>Nadia Abu El-Haj’s Tenure: The Controversy Continues

>Several days ago, I wrote a blog dealing with the controversy surrounding the tenure appointment of Nadia Abu El-Haj. Cecilie Surasky at MuzzleWatch, commenting on the campaign to deny Nadia Abu El-Haj tenure at Barnard, asks: “Is tenure process no longer the domain of academic peers?”

The following is an excerpt from her comments:

As an undergrad, in my class on Jewish historiography with arguably the country’s best-known Jewish scholar, Jacob Neusner, we learned how Jewish historiography served as a secular replacement for Judaism as a mechanism for preserving the narrative of Jews as the chosen people.
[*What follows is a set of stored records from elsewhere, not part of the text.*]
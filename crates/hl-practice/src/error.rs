//! Error types for practice generation, bank loading and sessions.

use hl_core::HlError;
use hl_hydraulics::HydraulicsError;
use thiserror::Error;

#[derive(Error, Debug)]
pub enum PracticeError {
    #[error("Random choice failed: {0}")]
    Choice(#[from] HlError),

    #[error("Catalog error: {0}")]
    Catalog(#[from] HydraulicsError),

    #[error("Catalog has no {what}")]
    EmptyCatalog { what: String },

    #[error("Bank has no templates usable for {kind} scenarios")]
    NoApplicableTemplate { kind: &'static str },

    #[error("Invalid bank template '{id}': {reason}")]
    InvalidTemplate { id: String, reason: String },

    #[error("Invalid bank: {reason}")]
    InvalidBank { reason: String },

    #[error("Unknown answer key '{key}'")]
    UnknownAnswerKey { key: String },

    #[error("Invalid config: {what}")]
    Config { what: String },

    #[error("No question in progress")]
    NoActiveQuestion,

    #[error("I/O error: {0}")]
    Io(#[from] std::io::Error),

    #[error("YAML error: {0}")]
    Yaml(#[from] serde_yaml::Error),

    #[error("JSON error: {0}")]
    Json(#[from] serde_json::Error),
}

pub type PracticeResult<T> = Result<T, PracticeError>;
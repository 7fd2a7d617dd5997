//! Tender shuttle sustained flow.

use hl_core::{safe_div, sanitize};
use serde::{Deserialize, Serialize};

/// A shuttle of tenders cycling between a fill site and the dump site.
#[derive(Debug, Clone, Copy, PartialEq, Serialize, Deserialize)]
pub struct TenderShuttle {
    pub tank_gallons: f64,
    /// Full round trip: dump, travel, fill, return.
    pub turnaround_minutes: f64,
}

impl TenderShuttle {
    pub fn new(tank_gallons: f64, turnaround_minutes: f64) -> Self {
        Self {
            tank_gallons,
            turnaround_minutes,
        }
    }

    /// Flow one tender can sustain over time.
    pub fn sustained_gpm(&self) -> f64 {
        safe_div(self.tank_gallons, self.turnaround_minutes)
    }

    pub fn can_supply(&self, required_gpm: f64) -> bool {
        self.sustained_gpm() >= sanitize(required_gpm)
    }

    /// Tenders needed to hold `required_gpm`; 0 when either side is 0.
    pub fn tenders_needed(&self, required_gpm: f64) -> f64 {
        safe_div(required_gpm, self.sustained_gpm()).ceil()
    }

    /// Longest round trip that still sustains `required_gpm` with one tender.
    pub fn max_turnaround_minutes(&self, required_gpm: f64) -> f64 {
        safe_div(self.tank_gallons, required_gpm)
    }
}
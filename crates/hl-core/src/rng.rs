//! Seedable randomness for scenario and question generation.
//!
//! Everything that draws random numbers takes `&mut dyn RandomSource`, so a
//! session can run on a seeded `ChaCha8Rng` and tests can script exact draws.

use crate::HlError;
use rand::{Rng, SeedableRng};
use rand_chacha::ChaCha8Rng;

/// Default seed used when no explicit seed is provided.
pub const DEFAULT_SEED: u64 = 42;

/// A stream of uniform draws in `[0, 1)`.
pub trait RandomSource {
    fn next_unit(&mut self) -> f64;
}

/// Deterministic source backed by `ChaCha8Rng`.
#[derive(Debug, Clone)]
pub struct SeededRng(pub ChaCha8Rng);

impl Default for SeededRng {
    fn default() -> Self {
        Self(ChaCha8Rng::seed_from_u64(DEFAULT_SEED))
    }
}

impl SeededRng {
    pub fn from_seed_u64(seed: u64) -> Self {
        Self(ChaCha8Rng::seed_from_u64(seed))
    }

    /// Non-reproducible stream seeded from OS entropy.
    pub fn from_entropy() -> Self {
        Self(ChaCha8Rng::from_entropy())
    }
}

impl RandomSource for SeededRng {
    fn next_unit(&mut self) -> f64 {
        self.0.gen_range(0.0..1.0)
    }
}

/// Replays a fixed list of draws, cycling when exhausted.
///
/// Values are clamped into `[0, 1)`. An empty list always yields 0.
#[derive(Debug, Clone, Default)]
pub struct SequenceSource {
    values: Vec<f64>,
    cursor: usize,
}

impl SequenceSource {
    pub fn new(values: impl Into<Vec<f64>>) -> Self {
        Self {
            values: values.into(),
            cursor: 0,
        }
    }
}

impl RandomSource for SequenceSource {
    fn next_unit(&mut self) -> f64 {
        if self.values.is_empty() {
            return 0.0;
        }
        let v = self.values[self.cursor % self.values.len()];
        self.cursor += 1;
        if v.is_finite() {
            v.clamp(0.0, 1.0 - f64::EPSILON)
        } else {
            0.0
        }
    }
}

/// A candidate value with its relative weight.
#[derive(Debug, Clone, Copy, PartialEq)]
pub struct Weighted<T> {
    pub value: T,
    pub weight: f64,
}

impl<T> Weighted<T> {
    pub const fn new(value: T, weight: f64) -> Self {
        Self { value, weight }
    }
}

/// Roulette-wheel selection.
///
/// Draws `r` in `[0, sum)` and subtracts weights in order until `r <= 0`.
/// Non-finite or negative weights count as 0. When every weight is 0 the
/// pick is uniform over the entries.
pub fn weighted_pick<'a, T>(
    rng: &mut dyn RandomSource,
    items: &'a [Weighted<T>],
) -> Result<&'a T, HlError> {
    if items.is_empty() {
        return Err(HlError::EmptyChoice {
            what: "weighted candidates",
        });
    }

    let weight_of = |w: f64| if w.is_finite() && w > 0.0 { w } else { 0.0 };
    let total: f64 = items.iter().map(|item| weight_of(item.weight)).sum();
    let u = rng.next_unit();

    if total <= 0.0 {
        let idx = ((u * items.len() as f64) as usize).min(items.len() - 1);
        return Ok(&items[idx].value);
    }

    let mut r = u * total;
    for item in items {
        let w = weight_of(item.weight);
        if w == 0.0 {
            continue;
        }
        r -= w;
        if r <= 0.0 {
            return Ok(&item.value);
        }
    }

    // Float residue: fall back to the last entry that carries weight.
    let last = items
        .iter()
        .rev()
        .find(|item| weight_of(item.weight) > 0.0)
        .unwrap_or(&items[items.len() - 1]);
    Ok(&last.value)
}

/// Uniform pick from a slice.
pub fn pick_uniform<'a, T>(rng: &mut dyn RandomSource, items: &'a [T]) -> Result<&'a T, HlError> {
    if items.is_empty() {
        return Err(HlError::EmptyChoice {
            what: "uniform candidates",
        });
    }
    let idx = ((rng.next_unit() * items.len() as f64) as usize).min(items.len() - 1);
    Ok(&items[idx])
}

#[cfg(test)]
mod tests {
    use super::*;

    const ABC: [Weighted<char>; 3] = [
        Weighted::new('a', 34.0),
        Weighted::new('b', 33.0),
        Weighted::new('c', 33.0),
    ];

    #[test]
    fn roulette_boundaries() {
        // r = u * 100
        let mut rng = SequenceSource::new([0.0, 0.33, 0.3399, 0.35, 0.66, 0.68, 0.999]);
        let picks: Vec<char> = (0..7)
            .map(|_| *weighted_pick(&mut rng, &ABC).unwrap())
            .collect();
        assert_eq!(picks, vec!['a', 'a', 'a', 'b', 'b', 'c', 'c']);
    }

    #[test]
    fn zero_weight_entries_are_skipped() {
        let items = [
            Weighted::new(1, 0.0),
            Weighted::new(2, 1.0),
            Weighted::new(3, f64::NAN),
        ];
        let mut rng = SequenceSource::new([0.0, 0.5, 0.99]);
        for _ in 0..3 {
            assert_eq!(*weighted_pick(&mut rng, &items).unwrap(), 2);
        }
    }

    #[test]
    fn all_zero_weights_pick_uniformly() {
        let items = [Weighted::new('x', 0.0), Weighted::new('y', 0.0)];
        let mut rng = SequenceSource::new([0.1, 0.9]);
        assert_eq!(*weighted_pick(&mut rng, &items).unwrap(), 'x');
        assert_eq!(*weighted_pick(&mut rng, &items).unwrap(), 'y');
    }

    #[test]
    fn empty_candidates_error() {
        let items: [Weighted<u8>; 0] = [];
        let mut rng = SequenceSource::new([0.5]);
        assert!(matches!(
            weighted_pick(&mut rng, &items),
            Err(HlError::EmptyChoice { .. })
        ));
        let none: [u8; 0] = [];
        assert!(pick_uniform(&mut rng, &none).is_err());
    }

    #[test]
    fn seeded_streams_repeat() {
        let mut a = SeededRng::from_seed_u64(7);
        let mut b = SeededRng::from_seed_u64(7);
        for _ in 0..32 {
            let (x, y) = (a.next_unit(), b.next_unit());
            assert_eq!(x, y);
            assert!((0.0..1.0).contains(&x));
        }
    }

    #[test]
    fn sequence_source_clamps_and_cycles() {
        let mut rng = SequenceSource::new([1.5, -2.0]);
        assert!(rng.next_unit() < 1.0);
        assert_eq!(rng.next_unit(), 0.0);
        assert!(rng.next_unit() < 1.0);
    }
}

#[cfg(test)]
mod proptests {
    use super::*;
    use proptest::prelude::*;

    proptest! {
        #[test]
        fn pick_always_returns_a_weighted_entry(
            weights in prop::collection::vec(0.0f64..10.0, 1..8),
            u in 0.0f64..1.0,
        ) {
            let items: Vec<Weighted<usize>> = weights
                .iter()
                .enumerate()
                .map(|(i, w)| Weighted::new(i, *w))
                .collect();
            let mut rng = SequenceSource::new([u]);
            let picked = *weighted_pick(&mut rng, &items).unwrap();
            prop_assert!(picked < items.len());
            if weights.iter().any(|w| *w > 0.0) {
                prop_assert!(weights[picked] > 0.0);
            }
        }
    }
}
/// Steps worked from the inputs a bank part actually used.
pub fn part_steps(calc: &Calculator<'_>, part: &Part) -> Vec<RevealStep> {
    let u = &part.uses;
    let n = |v: Option<f64>| v.unwrap_or(0.0);
    let id = format!("part_{}", part.id);
    let Some(key) = AnswerKey::parse(&part.answer_key) else {
        return Vec::new();
    };
    let shuttle = TenderShuttle::new(n(u.tank_gallons), n(u.turnaround_minutes));
    let foam = FoamProportioning {
        solution_gpm: n(u.solution_gpm),
        percent: n(u.percent),
        minutes: n(u.minutes),
        onboard_gallons: n(u.onboard_gallons),
    };
    let numeric = |formula: &str, work: String, result: f64| {
        let unit = match &part.expected {
            Expected::Number { unit, .. } => *unit,
            Expected::YesNo { .. } => key.unit(),
        };
        RevealStep::new(&id, part.prompt.clone(), formula, work, result, unit)
    };
    let step = match key {
        AnswerKey::TotalGpm | AnswerKey::Pdp | AnswerKey::MainFl | AnswerKey::HigherNeed | AnswerKey::ElevationPsi => {
            let value = part.expected.numeric_value().unwrap_or(0.0);
            numeric(key.as_str(), "from the layout".to_string(), value)
        }
        AnswerKey::TenderSustainedGpm => numeric(
            "sustained = tank / turnaround",
            format!("{} / {}", fmt_value(shuttle.tank_gallons), fmt_value(shuttle.turnaround_minutes)),
            shuttle.sustained_gpm(),
        ),
        AnswerKey::TenderCountNeeded => numeric(
            "tenders = ceil(required / sustained)",
            format!("ceil({} / {})", fmt_value(n(u.required_gpm)), fmt_value(shuttle.sustained_gpm())),
            shuttle.tenders_needed(n(u.required_gpm)),
        ),
        AnswerKey::TenderMaxTurnaround => numeric(
            "turnaround = tank / required",
            format!("{} / {}", fmt_value(shuttle.tank_gallons), fmt_value(n(u.required_gpm))),
            shuttle.max_turnaround_minutes(n(u.required_gpm)),
        ),
        AnswerKey::TenderCanSupply => RevealStep::verdict(
            &id,
            part.prompt.clone(),
            "sustained ≥ required",
            format!("{} ≥ {}", fmt_value(shuttle.sustained_gpm()), fmt_value(n(u.required_gpm))),
            shuttle.can_supply(n(u.required_gpm)),
        ),
        AnswerKey::FoamConcentrateGpm => numeric(
            "concentrate = solution × percent / 100",
            format!("{} × {} / 100", fmt_value(foam.solution_gpm), fmt_value(foam.percent)),
            foam.concentrate_gpm(),
        ),
        AnswerKey::FoamConcentrateGallons => numeric(
            "gallons = concentrate gpm × minutes",
            format!("{} × {}", fmt_value(foam.concentrate_gpm()), fmt_value(foam.minutes)),
            foam.concentrate_gallons(),
        ),
        AnswerKey::FoamEnoughYn => RevealStep::verdict(
            &id,
            part.prompt.clone(),
            "onboard ≥ needed",
            format!("{} ≥ {}", fmt_value(foam.onboard_gallons), fmt_value(foam.concentrate_gallons())),
            foam.enough_onboard(),
        ),
        AnswerKey::StandpipePdp | AnswerKey::StandpipeAcceptableYn => {
            let layout = standpipe(u);
            let b = layout.breakdown(calc.catalog());
            let work = format!(
                "{} + {} + {} × {} + {}",
                fmt_value(layout.outlet_psi),
                fmt_value(layout.appliance_loss_psi),
                fmt_value(layout.floors_up),
                fmt_value(layout.psi_per_floor),
                fmt_value(b.hose_fl_psi)
            );
            if key == AnswerKey::StandpipePdp {
                numeric("PDP = outlet + appliance + floors × psi/floor + hose FL", work, b.pdp_psi)
            } else {
                let limit = n(u.pump_limit_psi);
                RevealStep::verdict(
                    &id,
                    part.prompt.clone(),
                    "PDP ≤ pump limit",
                    format!("{} ≤ {}", fmt_value(b.pdp_psi), fmt_value(limit)),
                    layout.acceptable(calc.catalog(), limit),
                )
            }
        }
    };
    vec![RevealStep { asked: true, ..step }]
}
I wrote an entire paper on it and got an A. The basic concept seems to me to be hardly different from El-Haj’s critique of Israeli archeologists. At the time, however, I don’t recall an outcry about Neusner because of his thesis.

For a substantive, line by line vetting of the distortions in the petition that opponents of El-Haj have posted, read Tikun Olam’s excellent analysis. Silverstein also talks about archeologists Neil Asher Silberman and Israel Finkelstein, who, like El-Haj, “also take on the Israeli archaeological establishment and its sacred cow notion of a glorious united Davidic kingdom.” Their work certainly has created a stir, but is well within the tradition of Neusner and other scholars who, like good academics, seek to look beyond myth-making.

Read also the post written by Richard Silverstein in Tikun Olam (mentioned above).

I have not read El-Haj’s book and cannot judge whether the book is biased. However, in academic circles the system of tenure is designed to protect dissenting views similar to the ones espoused by El-Haj.

The university system is a market of ideas. Students are exposed to different views and some of them are radical views that deny some of the very things that made this country great. Students are free to accept those views or reject them but controversial views cannot be suppressed from an academic setting.

I favor the system of tenure and believe that El-Haj should be granted tenure on the merits of her scholarship, not on the merits of her political views. The professors at Bernard should consider El-Haj’s scholarship and the potential contribution she can make to scholarly dialogue and then consider whether she deserves tenure.

I just wonder if those same professors at Bernard would grant tenure to conservative Christian scholars on the basis of their scholarship.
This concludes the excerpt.